Abiy Ahmed, the Prime Minister of Ethiopia, came to power in April 2018 on a platform of national unity. He implemented a raft of reforms to strengthen institutions and to increase political inclusivity and freedoms. Abiy was awarded the 2019 Nobel Peace Prize for making peace with neighbouring Eritrea after a devastating two-decade conflict alongside his domestic reforms. Many western powers welcomed the new approach of Abiy, hoping for deep reform in an emerging economic power that plays a key strategic role in a region increasingly contested by Middle Eastern powers and by China.
Now, just one year on, the Ethiopian leader has a very different reputation. Several experts have voiced their concerns that not only has he failed to live up to his early promises but has unleashed a wave of repression, locking up those he once freed, advancing a dangerous form of nationalism and indefinitely postponing elections.
The most vocal unrest was in the Ethiopian state of Oromia, where there have been waves of protests since the killing of a popular Oromo artist and activist Hachalu Hundessa in Addis Ababa, the capital. An estimated 180 people died in the violence—some murdered by mobs, others shot by security forces. Private property and government offices were set alight or damaged and several thousand people, including opposition leaders, were arrested. The government says that Hachalu was murdered by Oromo nationalist militants as part of a wider plot to derail its reform agenda, an accusation rejected by the Oromo community. These same Oromo nationalists have since joined the opposition, accusing the Prime Minister of planning to replace the ethnic based federal system with a more centralised state. Tragically, with all this unrest, Ethiopians are experiencing a turbulent transition.
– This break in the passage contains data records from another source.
//! Common error types for shiptrack

use thiserror::Error;

/// Common result type for shiptrack operations
pub type Result<T> = std::result::Result<T, Error>;

/// Common error types across shiptrack services
#[derive(Error, Debug)]
pub enum Error {
    /// Database operation error (wraps sqlx::Error)
    #[error("Database error: {0}")]
    Database(#[from] sqlx::Error),

    /// I/O operation error (wraps std::io::Error)
    #[error("IO error: {0}")]
    Io(#[from] std::io::Error),

    /// Configuration loading or validation error
    #[error("Configuration error: {0}")]
    Config(String),

    /// Requested resource not found
    #[error("Not found: {0}")]
    NotFound(String),

    /// Invalid user input or request parameter
    #[error("Invalid input: {0}")]
    InvalidInput(String),

    /// Internal server error
    #[error("Internal error: {0}")]
    Internal(String),
}
//! Configuration loading and credential resolution
//!
//! Provider credentials resolve with ENV → TOML priority: an environment
//! variable always beats the config file, and the winning source (never the
//! value) is logged at startup.

use crate::{Error, Result};
use serde::{Deserialize, Serialize};
use std::path::{Path, PathBuf};
use tracing::{info, warn};

/// TOML configuration file contents
#[derive(Debug, Clone, Default, Serialize, Deserialize)]
pub struct TomlConfig {
    /// SQLite database file path
    pub database_path: Option<String>,
    /// Listen address for the HTTP surface (e.g., "127.0.0.1:5810")
    pub bind_address: Option<String>,
    /// Per-provider API credentials
    #[serde(default)]
    pub providers: ProviderKeys,
}

/// Per-provider credentials as written in the TOML file
#[derive(Debug, Clone, Default, Serialize, Deserialize)]
pub struct ProviderKeys {
    pub maersk_api_key: Option<String>,
    pub cmacgm_api_key: Option<String>,
    pub ups_token: Option<String>,
    pub dhl_api_key: Option<String>,
    pub aviationstack_key: Option<String>,
    pub ais_api_key: Option<String>,
}

/// Credentials after ENV → TOML resolution, ready to hand to the adapters
///
/// `None` means the provider is unconfigured; its adapter reports
/// `ProviderUnavailable` when selected and the dispatcher degrades to a
/// fallback result.
#[derive(Debug, Clone, Default)]
pub struct ResolvedCredentials {
    pub maersk: Option<String>,
    pub cmacgm: Option<String>,
    pub ups: Option<String>,
    pub dhl: Option<String>,
    pub aviationstack: Option<String>,
    pub ais: Option<String>,
}

impl ResolvedCredentials {
    /// Resolve every provider credential from environment and TOML config
    pub fn resolve(config: &TomlConfig) -> Self {
        let keys = &config.providers;
        Self {
            maersk: resolve_credential(
                "maersk",
                "SHIPTRACK_MAERSK_API_KEY",
                keys.maersk_api_key.as_deref(),
            ),
            cmacgm: resolve_credential(
                "cma-cgm",
                "SHIPTRACK_CMACGM_API_KEY",
                keys.cmacgm_api_key.as_deref(),
            ),
            ups: resolve_credential("ups", "SHIPTRACK_UPS_TOKEN", keys.ups_token.as_deref()),
            dhl: resolve_credential("dhl", "SHIPTRACK_DHL_API_KEY", keys.dhl_api_key.as_deref()),
            aviationstack: resolve_credential(
                "aviationstack",
                "SHIPTRACK_AVIATIONSTACK_KEY",
                keys.aviationstack_key.as_deref(),
            ),
            ais: resolve_credential("aisfeed", "SHIPTRACK_AIS_API_KEY", keys.ais_api_key.as_deref()),
        }
    }
}

/// Default configuration file path for the platform
///
/// e.g. `~/.config/shiptrack/config.toml` on Linux
pub fn default_config_path() -> Option<PathBuf> {
    dirs::config_dir().map(|d| d.join("shiptrack").join("config.toml"))
}

/// Default database path for the platform
///
/// e.g. `~/.local/share/shiptrack/shiptrack.db` on Linux, with a
/// working-directory fallback when no data directory can be determined
pub fn default_database_path() -> PathBuf {
    dirs::data_local_dir()
        .map(|d| d.join("shiptrack").join("shiptrack.db"))
        .unwrap_or_else(|| PathBuf::from("shiptrack.db"))
}

/// Load the TOML configuration file
///
/// A missing file is not an error (defaults apply); a file that exists but
/// does not parse is.
pub fn load_toml_config(path: &Path) -> Result<TomlConfig> {
    if !path.exists() {
        info!("No config file at {}, using defaults", path.display());
        return Ok(TomlConfig::default());
    }

    let content = std::fs::read_to_string(path)
        .map_err(|e| Error::Config(format!("Failed to read {}: {}", path.display(), e)))?;

    toml::from_str(&content)
        .map_err(|e| Error::Config(format!("Failed to parse {}: {}", path.display(), e)))
}

/// Resolve one credential with ENV → TOML priority
///
/// Returns `None` when neither source holds a usable (non-blank) value.
pub fn resolve_credential(
    provider: &str,
    env_var: &str,
    toml_value: Option<&str>,
) -> Option<String> {
    let env_value = std::env::var(env_var).ok().filter(|v| is_valid_key(v));
    let toml_value = toml_value.filter(|v| is_valid_key(v)).map(str::to_string);

    if env_value.is_some() && toml_value.is_some() {
        warn!(
            provider = provider,
            "Credential found in both {} and TOML config; using environment", env_var
        );
    }

    match (env_value, toml_value) {
        (Some(key), _) => {
            info!(provider = provider, "Credential loaded from environment");
            Some(key)
        }
        (None, Some(key)) => {
            info!(provider = provider, "Credential loaded from TOML config");
            Some(key)
        }
        (None, None) => {
            info!(
                provider = provider,
                "No credential configured; provider will answer with fallback data"
            );
            None
        }
    }
}

/// Validate a credential (non-empty, non-whitespace)
pub fn is_valid_key(key: &str) -> bool {
    !key.trim().is_empty()
}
Australia has long been an ally of Ethiopia, and my constituency in Adelaide comprises growing numbers of concerned citizens regarding the political situation in Oromia. The Oromo members of my community have asked me to request communication between the Australian government and the Ethiopian government to ensure the safety of all Australian citizens currently in Ethiopia. They request that the Australian government: firstly, formally condemn state-sanctioned military and police violence against innocent civilians and protesters; secondly, demand the immediate release of all political prisoners and an end to unlawful imprisonment; thirdly, demand an immediate end of illegal military command posts in western and southern Oromia; fourthly, call for democracy through the timely administration of free and fair elections in 2020; and, fifthly, call on the international community to impose sanctions if the above demands are not met. We must stand for democracy and real political freedom in Ethiopia.